There is no telling if Sabathia would have kept the Yankees rolling had he started Sunday, as he had been scheduled to do. The team announced Saturday night that Gray would pitch Sunday and that Sabathia would be pushed back two days so he would not be on turn to work this weekend in Toronto, where the artificial turf is tough on his legs.
Maybe that shuffle will help in the long run. In the short term, it led to Gray’s shortest (four innings) and poorest outing as a Yankee.
“My stuff just wasn’t sharp from the get-go and it kind of caught up to me there in the fourth,” Gray said after allowing five runs and six hits in his 80 pitche, the most damaging of which was smacked into the left-centerfield bleachers by Tim Beckham for a three-run homer that gave Baltimore a 5-1 lead in the fourth. “That was tough to see and tough to go through.”
Since his trade from Oakland, Gray’s greatest problem had been a lack of run support, and he did not get much of that while he was in the game Sunday, either. The Yankees had only one run — Didi Gregorius’ 24th homer — in five innings against Ubaldo Jimenez, who entered the game with a 5-10 record and 6.75 ERA.
“He definitely made his pitches today, kept the ball low and executed with two strikes,” Gary Sanchez said of Jimenez, who struck out 10. His teammates had allowed 30 runs and 34 hits, including nine home runs, the previous three days.
This time it was Gray who had to give the What Went Wrong explanation.
“I don’t think I threw enough strikes, and when I did, I just couldn’t get the ball down much today,” he said after falling to 9-11 (3-6 as a Yankee despite a 3.29 ERA). “I would get two outs and just couldn’t finish the inning.”

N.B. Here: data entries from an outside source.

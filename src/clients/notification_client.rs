use tokio::sync::mpsc;
use tracing::{debug, instrument};

use crate::domain::VolunteerApplication;
use crate::messages::NotificationRequest;
use crate::notification::{NotificationError, SendReceipt};

/// Client for the notification service.
#[derive(Clone)]
pub struct NotificationClient {
    sender: mpsc::Sender<NotificationRequest>,
}

impl NotificationClient {
    pub fn new(sender: mpsc::Sender<NotificationRequest>) -> Self {
        Self { sender }
    }

    /// Manual method for special cases (no response needed)
    #[instrument(skip(self))]
    pub async fn shutdown(&self) -> Result<(), NotificationError> {
        debug!("Sending shutdown request");
        self.sender
            .send(NotificationRequest::Shutdown)
            .await
            .map_err(|e| NotificationError::ActorCommunicationError(e.to_string()))
    }
}

client_method!(NotificationClient => fn notify_volunteer_application(application: VolunteerApplication) -> SendReceipt as NotificationRequest::NotifyVolunteerApplication, Error = NotificationError);

#[cfg(test)]
client_method!(NotificationClient => fn get_sent_count() -> usize as NotificationRequest::GetSentCount, Error = NotificationError);
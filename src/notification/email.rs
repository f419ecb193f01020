use serde::{Deserialize, Serialize};

use super::error::NotificationError;
use crate::config::NotificationConfig;
use crate::domain::VolunteerApplication;

#[derive(Debug, Clone, PartialEq, Serialize, Deserialize)]
pub struct OutgoingEmail {
    pub from: String,
    pub to: String,
    pub subject: String,
    pub body: String,
}

/// Name and a plausible email are required; everything else is optional.
pub fn validate_application(application: &VolunteerApplication) -> Result<(), NotificationError> {
    if application.name.trim().is_empty() {
        return Err(NotificationError::InvalidApplication("name is required".to_string()));
    }
    let email = application.email.trim();
    let plausible = email
        .split_once('@')
        .is_some_and(|(local, domain)| !local.is_empty() && domain.contains('.'));
    if !plausible {
        return Err(NotificationError::InvalidApplication(format!("invalid email: {email:?}")));
    }
    Ok(())
}

pub fn format_volunteer_email(application: &VolunteerApplication, config: &NotificationConfig) -> OutgoingEmail {
    let interest_areas = if application.interest_areas.is_empty() {
        "Não informadas".to_string()
    } else {
        application.interest_areas.join(", ")
    };
    let experience = application
        .prior_experience
        .as_deref()
        .map(str::trim)
        .filter(|text| !text.is_empty())
        .unwrap_or("Não informada");

    let body = format!(
        "Nova candidatura de voluntário\n\n\
         Nome: {name}\n\
         Email: {email}\n\
         Telefone: {phone}\n\
         Áreas de interesse: {interest_areas}\n\
         Disponibilidade: {availability}\n\
         Experiência prévia: {experience}\n",
        name = application.name.trim(),
        email = application.email.trim(),
        phone = application.phone.trim(),
        availability = application.availability.trim(),
    );

    OutgoingEmail {
        from: config.sender.clone(),
        to: config.recipient.clone(),
        subject: format!("{} {}", config.subject_prefix, application.name.trim()),
        body,
    }
}

#[cfg(test)]
mod tests {
    use super::*;

    fn application() -> VolunteerApplication {
        VolunteerApplication {
            name: "Joana Lima".into(),
            email: "joana@gmail.com".into(),
            phone: "(11) 99999-0000".into(),
            interest_areas: vec!["Triagem".into(), "Logística".into()],
            availability: "Fins de semana".into(),
            prior_experience: None,
        }
    }

    #[test]
    fn email_goes_to_the_configured_address() {
        let config = NotificationConfig::default();
        let email = format_volunteer_email(&application(), &config);

        assert_eq!(email.to, config.recipient);
        assert_eq!(email.from, config.sender);
        assert!(email.subject.ends_with("Joana Lima"));
        assert!(email.body.contains("Áreas de interesse: Triagem, Logística"));
        assert!(email.body.contains("Experiência prévia: Não informada"));
    }

    #[test]
    fn blank_name_or_bad_email_is_rejected() {
        let mut missing_name = application();
        missing_name.name = "  ".into();
        assert!(matches!(
            validate_application(&missing_name),
            Err(NotificationError::InvalidApplication(_))
        ));

        let mut bad_email = application();
        bad_email.email = "joana".into();
        let err = validate_application(&bad_email).unwrap_err();
        assert_eq!(err.http_status(), 400);

        assert!(validate_application(&application()).is_ok());
    }
}
/// Generates the plain repository read shared by every resource client.
macro_rules! impl_client_methods {
    ($client_name:ident, $entity:ty, $error:ty, $entity_name_snake:ident) => {
        paste::paste! {
            impl $client_name {
                #[tracing::instrument(skip(self))]
                pub async fn [<get_ $entity_name_snake>](&self, id: uuid::Uuid) -> Result<Option<$entity>, $error> {
                    tracing::debug!("Sending request");
                    self.inner.get(id).await.map_err(<$error>::from)
                }
            }
        }
    };
}

macro_rules! impl_client_new {
    ($client_name:ident, $entity:ty) => {
        impl $client_name {
            pub fn new(inner: crate::actor_framework::ResourceClient<$entity>) -> Self {
                Self { inner }
            }
        }
    };
}

macro_rules! impl_basic_client {
    ($client_name:ident, $entity:ty, $error:ty, $entity_name_snake:ident) => {
        impl_client_new!($client_name, $entity);
        impl_client_methods!($client_name, $entity, $error, $entity_name_snake);
    };
}

/// Generates request/response methods for hand-written services that own
/// their message enum (see [`crate::messages`]).
macro_rules! client_method {
    ($client:ty => fn $method:ident($($param:ident: $param_type:ty),*) -> $return_type:ty as $request:ident::$variant:ident, Error = $error_type:ty) => {
        impl $client {
            #[tracing::instrument(skip(self))]
            pub async fn $method(&self, $($param: $param_type),*) -> Result<$return_type, $error_type> {
                tracing::debug!("Sending request");
                let (respond_to, response) = tokio::sync::oneshot::channel();
                self.sender.send($request::$variant {
                    $($param,)*
                    respond_to,
                }).await.map_err(|_| <$error_type>::ActorCommunicationError("Actor closed".to_string()))?;

                response.await.map_err(|_| <$error_type>::ActorCommunicationError("Actor dropped".to_string()))?
            }
        }
    };
}
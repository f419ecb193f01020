use thiserror::Error;

use crate::category_actor::CategoryError;
use crate::config::ConfigError;
use crate::session::AuthError;

/// Errors raised while starting or stopping the system.
#[derive(Debug, Error)]
pub enum SystemError {
    #[error("Configuration error: {0}")]
    Config(#[from] ConfigError),
    #[error("Category seeding failed: {0}")]
    Seed(#[from] CategoryError),
    #[error("Session error: {0}")]
    Auth(#[from] AuthError),
    #[error("Actor task failed: {0}")]
    ActorTask(String),
}
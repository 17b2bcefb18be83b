use tokio_util::sync::CancellationToken;
use tracing::{info, warn};

/// Graceful shutdown coordinator.
///
/// Uses `CancellationToken` to broadcast shutdown to the HTTP server. In-flight
/// uploads are drained by axum's graceful shutdown; an upload that is still
/// running when the process exits is dropped, which kills its child processes
/// and deletes its spools.
#[derive(Clone)]
pub struct ShutdownCoordinator {
    token: CancellationToken,
}

impl ShutdownCoordinator {
    pub fn new() -> Self {
        Self {
            token: CancellationToken::new(),
        }
    }

    /// Returns a clone of the cancellation token for use by tasks.
    pub fn token(&self) -> CancellationToken {
        self.token.clone()
    }

    /// Triggers shutdown for all tasks listening on this token.
    pub fn trigger_shutdown(&self) {
        info!("shutdown signal received, broadcasting to all tasks");
        self.token.cancel();
    }

    /// Wait for a shutdown signal (SIGTERM or SIGINT) and trigger coordinated shutdown.
    pub async fn wait_for_signal_and_shutdown(&self) {
        let ctrl_c = tokio::signal::ctrl_c();

        #[cfg(unix)]
        {
            use tokio::signal::unix::{signal, SignalKind};
            match signal(SignalKind::terminate()) {
                Ok(mut sigterm) => {
                    tokio::select! {
                        _ = ctrl_c => info!("received SIGINT (Ctrl+C)"),
                        _ = sigterm.recv() => info!("received SIGTERM"),
                    }
                }
                Err(e) => {
                    warn!(error = %e, "failed to install SIGTERM handler, waiting for SIGINT only");
                    let _ = ctrl_c.await;
                    info!("received SIGINT (Ctrl+C)");
                }
            }
        }

        #[cfg(not(unix))]
        {
            let _ = ctrl_c.await;
            info!("received SIGINT (Ctrl+C)");
        }

        self.trigger_shutdown();
    }
}

impl Default for ShutdownCoordinator {
    fn default() -> Self {
        Self::new()
    }
}

/// Grace period for draining in-flight HTTP requests.
pub const HTTP_DRAIN_TIMEOUT_SECS: u64 = 30;
#[cfg(test)]
pub(crate) mod tests {
    use super::*;
    use std::path::{Path, PathBuf};

    use async_trait::async_trait;
    use bytes::Bytes;
    use futures::stream;

    use crate::control::repository::InMemoryVideoRepository;
    use crate::core::error::{IngestError, MediaError, StorageError};
    use crate::ingest::spool::{spool_stream, TempSpool};
    use crate::media::VideoGeometry;
    use crate::storage::{HmacUrlSigner, InMemoryObjectStore, StorageReference};

    /// Inspector returning a fixed geometry, or failing like a broken ffprobe.
    pub(crate) struct FakeInspector(pub Option<VideoGeometry>);

    #[async_trait]
    impl MediaInspector for FakeInspector {
        async fn probe(&self, _path: &Path) -> Result<VideoGeometry, MediaError> {
            self.0.ok_or(MediaError::NoVideoStream)
        }
    }

    /// Remuxer that copies its input into a fresh spool.
    pub(crate) struct CopyRemuxer(pub PathBuf);

    #[async_trait]
    impl Remuxer for CopyRemuxer {
        async fn remux(&self, input: &Path) -> Result<TempSpool, MediaError> {
            let mut out = TempSpool::reserve_in(&self.0, ".mp4")?;
            tokio::fs::copy(input, out.path()).await?;
            out.refresh_size().await?;
            Ok(out)
        }
    }

    /// Remuxer that opens its output spool and then fails like an ffmpeg
    /// run that wrote nothing.
    struct FailRemux(PathBuf);

    #[async_trait]
    impl Remuxer for FailRemux {
        async fn remux(&self, _input: &Path) -> Result<TempSpool, MediaError> {
            let out = TempSpool::reserve_in(&self.0, ".mp4")?;
            Err(MediaError::MissingOutput {
                path: out.path().display().to_string(),
            })
        }
    }

    /// Store whose every PUT is refused.
    struct FailStore;

    #[async_trait]
    impl ObjectStore for FailStore {
        fn backend(&self) -> &'static str {
            "fail"
        }

        fn bucket(&self) -> &str {
            "media"
        }

        async fn put(
            &self,
            key: &str,
            _local_path: &Path,
            _content_type: &str,
        ) -> Result<StorageReference, StorageError> {
            Err(StorageError::PutFailed {
                key: key.to_string(),
                reason: "access denied".to_string(),
            })
        }

        fn public_url(&self, key: &str) -> String {
            format!("http://localhost:8091/assets/media/{key}")
        }

        async fn health_check(&self) -> Result<(), StorageError> {
            Ok(())
        }
    }

    struct Harness {
        pipeline: UploadPipeline,
        store: Arc<InMemoryObjectStore>,
        repo: Arc<InMemoryVideoRepository>,
        dir: tempfile::TempDir,
    }

    fn harness(geometry: Option<VideoGeometry>) -> Harness {
        let dir = tempfile::tempdir().unwrap();
        let remuxer = Arc::new(CopyRemuxer(dir.path().to_path_buf()));
        harness_with(dir, geometry, remuxer, None)
    }

    /// Like `harness`, with the remuxer chosen by the caller and an optional
    /// replacement for the in-memory store.
    fn harness_with(
        dir: tempfile::TempDir,
        geometry: Option<VideoGeometry>,
        remuxer: Arc<dyn Remuxer>,
        store_override: Option<Arc<dyn ObjectStore>>,
    ) -> Harness {
        let store = Arc::new(InMemoryObjectStore::new("media", "http://localhost:8091"));
        let signer = Arc::new(HmacUrlSigner::new(b"secret", "http://localhost:8091").unwrap());
        let repo = Arc::new(InMemoryVideoRepository::new());
        let pipeline = UploadPipeline::new(
            Arc::new(FakeInspector(geometry)),
            remuxer,
            store_override.unwrap_or_else(|| store.clone() as Arc<dyn ObjectStore>),
            SignedUrlIssuer::new(signer),
            repo.clone(),
        );
        Harness {
            pipeline,
            store,
            repo,
            dir,
        }
    }

    async fn spooled(dir: &Path, media_type: &str) -> SpooledUpload {
        let body = stream::iter(vec![Ok::<_, IngestError>(Bytes::from_static(b"ftyp....moov"))]);
        SpooledUpload {
            spool: spool_stream(dir, body).await.unwrap(),
            media_type: media_type.to_string(),
        }
    }

    fn dir_is_empty(dir: &Path) -> bool {
        std::fs::read_dir(dir).unwrap().next().is_none()
    }

    const LANDSCAPE: VideoGeometry = VideoGeometry {
        width: 1920,
        height: 1080,
    };

    #[tokio::test]
    async fn test_authorize_owner() {
        let h = harness(Some(LANDSCAPE));
        let owner = UserId::new();
        let video = h
            .repo
            .create_video(Video::new(owner, "t".into(), None))
            .await
            .unwrap();
        assert_eq!(h.pipeline.authorize(video.id, owner).await.unwrap().id, video.id);
    }

    #[tokio::test]
    async fn test_authorize_rejects_other_user() {
        let h = harness(Some(LANDSCAPE));
        let video = h
            .repo
            .create_video(Video::new(UserId::new(), "t".into(), None))
            .await
            .unwrap();
        let err = h.pipeline.authorize(video.id, UserId::new()).await.unwrap_err();
        assert!(matches!(err, UploadError::NotOwner { .. }));
        assert_eq!(err.status_code(), 401);
    }

    #[tokio::test]
    async fn test_authorize_unknown_video() {
        let h = harness(Some(LANDSCAPE));
        let err = h
            .pipeline
            .authorize(VideoId::new(), UserId::new())
            .await
            .unwrap_err();
        assert!(matches!(err, UploadError::VideoNotFound { .. }));
        assert_eq!(err.status_code(), 404);
    }

    #[tokio::test]
    async fn test_publish_landscape_video() {
        let h = harness(Some(LANDSCAPE));
        let video = h
            .repo
            .create_video(Video::new(UserId::new(), "t".into(), None))
            .await
            .unwrap();
        let upload = spooled(h.dir.path(), "video/mp4").await;

        let published = h.pipeline.publish_video(video.clone(), upload).await.unwrap();
        assert_eq!(published.orientation, Orientation::Landscape);

        let url = published.video.video_url.unwrap();
        assert!(url.starts_with("http://localhost:8091/assets/media/landscape/"));
        assert!(url.contains("signature="));

        let stored = h.repo.get_video(video.id).await.unwrap();
        let reference: StorageReference = stored.video_url.unwrap().parse().unwrap();
        assert_eq!(reference.bucket(), "media");
        assert!(reference.key().starts_with("landscape/"));
        assert!(reference.key().ends_with(".mp4"));
        assert!(h.store.exists(reference.key()).await);

        assert!(dir_is_empty(h.dir.path()));
    }

    #[tokio::test]
    async fn test_probe_failure_leaves_record_unchanged() {
        let h = harness(None);
        let video = h
            .repo
            .create_video(Video::new(UserId::new(), "t".into(), None))
            .await
            .unwrap();
        let upload = spooled(h.dir.path(), "video/mp4").await;

        let err = h.pipeline.publish_video(video.clone(), upload).await.unwrap_err();
        assert!(matches!(err, UploadError::Media(_)));
        assert_eq!(err.status_code(), 500);

        assert_eq!(h.repo.get_video(video.id).await.unwrap().video_url, None);
        assert_eq!(h.store.object_count().await, 0);
        assert!(dir_is_empty(h.dir.path()));
    }

    #[tokio::test]
    async fn test_remux_failure_stores_nothing() {
        let dir = tempfile::tempdir().unwrap();
        let remuxer = Arc::new(FailRemux(dir.path().to_path_buf()));
        let h = harness_with(dir, Some(LANDSCAPE), remuxer, None);
        let video = h
            .repo
            .create_video(Video::new(UserId::new(), "t".into(), None))
            .await
            .unwrap();
        let upload = spooled(h.dir.path(), "video/mp4").await;

        let err = h.pipeline.publish_video(video.clone(), upload).await.unwrap_err();
        assert!(matches!(
            err,
            UploadError::Media(MediaError::MissingOutput { .. })
        ));
        assert_eq!(err.status_code(), 500);
        assert_eq!(err.error_code(), "processing_error");

        assert_eq!(h.repo.get_video(video.id).await.unwrap().video_url, None);
        assert_eq!(h.store.object_count().await, 0);
        assert!(dir_is_empty(h.dir.path()));
    }

    #[tokio::test]
    async fn test_store_failure_leaves_record_unchanged() {
        let dir = tempfile::tempdir().unwrap();
        let remuxer = Arc::new(CopyRemuxer(dir.path().to_path_buf()));
        let h = harness_with(dir, Some(LANDSCAPE), remuxer, Some(Arc::new(FailStore)));
        let video = h
            .repo
            .create_video(Video::new(UserId::new(), "t".into(), None))
            .await
            .unwrap();
        let upload = spooled(h.dir.path(), "video/mp4").await;

        let err = h.pipeline.publish_video(video.clone(), upload).await.unwrap_err();
        assert!(matches!(err, UploadError::Storage(StorageError::PutFailed { .. })));
        assert_eq!(err.status_code(), 500);
        assert_eq!(err.error_code(), "storage_error");

        assert_eq!(h.repo.get_video(video.id).await.unwrap().video_url, None);
        assert!(dir_is_empty(h.dir.path()));
    }

    #[tokio::test]
    async fn test_each_upload_gets_a_new_key() {
        let h = harness(Some(VideoGeometry {
            width: 1080,
            height: 1920,
        }));
        let video = h
            .repo
            .create_video(Video::new(UserId::new(), "t".into(), None))
            .await
            .unwrap();

        for _ in 0..2 {
            let upload = spooled(h.dir.path(), "video/mp4").await;
            let published = h.pipeline.publish_video(video.clone(), upload).await.unwrap();
            assert_eq!(published.orientation, Orientation::Portrait);
        }
        assert_eq!(h.store.object_count().await, 2);
    }

    #[tokio::test]
    async fn test_publish_thumbnail() {
        let h = harness(Some(LANDSCAPE));
        let video = h
            .repo
            .create_video(Video::new(UserId::new(), "t".into(), None))
            .await
            .unwrap();
        let upload = spooled(h.dir.path(), "image/png").await;

        let updated = h.pipeline.publish_thumbnail(video.clone(), upload).await.unwrap();
        let thumb = updated.thumbnail_url.unwrap();
        assert!(thumb.starts_with("http://localhost:8091/assets/media/"));
        assert!(thumb.ends_with(".png"));
        let key = thumb.rsplit('/').next().unwrap();
        assert!(h.store.exists(key).await);
        assert_eq!(updated.video_url, None);
        assert!(dir_is_empty(h.dir.path()));
    }

    #[tokio::test]
    async fn test_sign_video_without_reference() {
        let h = harness(Some(LANDSCAPE));
        let video = Video::new(UserId::new(), "t".into(), None);
        assert_eq!(h.pipeline.sign_video(video.clone()).await.unwrap(), video);
    }

    #[tokio::test]
    async fn test_sign_video_malformed_reference() {
        let h = harness(Some(LANDSCAPE));
        let mut video = Video::new(UserId::new(), "t".into(), None);
        video.video_url = Some("a,b,c".to_string());
        let err = h.pipeline.sign_video(video).await.unwrap_err();
        assert!(matches!(err, UploadError::Sign(_)));
    }
}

All five of the runs off him came with two out.
Sanchez said of his view from behind the plate: “At the beginning of the game, he was sharp. He got in trouble in that [fourth] inning.”
A troubling thread for Gray is that home runs have been costly: six in his past three defeats.
The Yankees tried to bail him out, cutting into a 6-1 deficit on a two-run double by Matt Holliday in the sixth and a sacrifice fly by Starlin Castro in the eighth. They made the ninth inning dramatic and forced Orioles manager Buck Showalter to make an interesting and unconventional decision.
With lefthander Zach Britton on the mound, Jacoby Ellsbury doubled with one out and advanced to third on Brett Gardner’s groundout. Showalter opted to intentionally walk Aaron Judge, who had 11 homers and 24 RBIs in 19 games against the Orioles this season. That allowed Sanchez to come to the plate as the potential winning run.
“They’re both really good hitters. You’re picking your poison there,” Showalter said.
“I was ready for the battle,” Sanchez said. “If they were not going to pitch to him, they were going to pitch to me. I was ready for it. Unfortunately, I couldn’t do it today.”
He struck out swinging, ending the game and the chance to move up in the standings.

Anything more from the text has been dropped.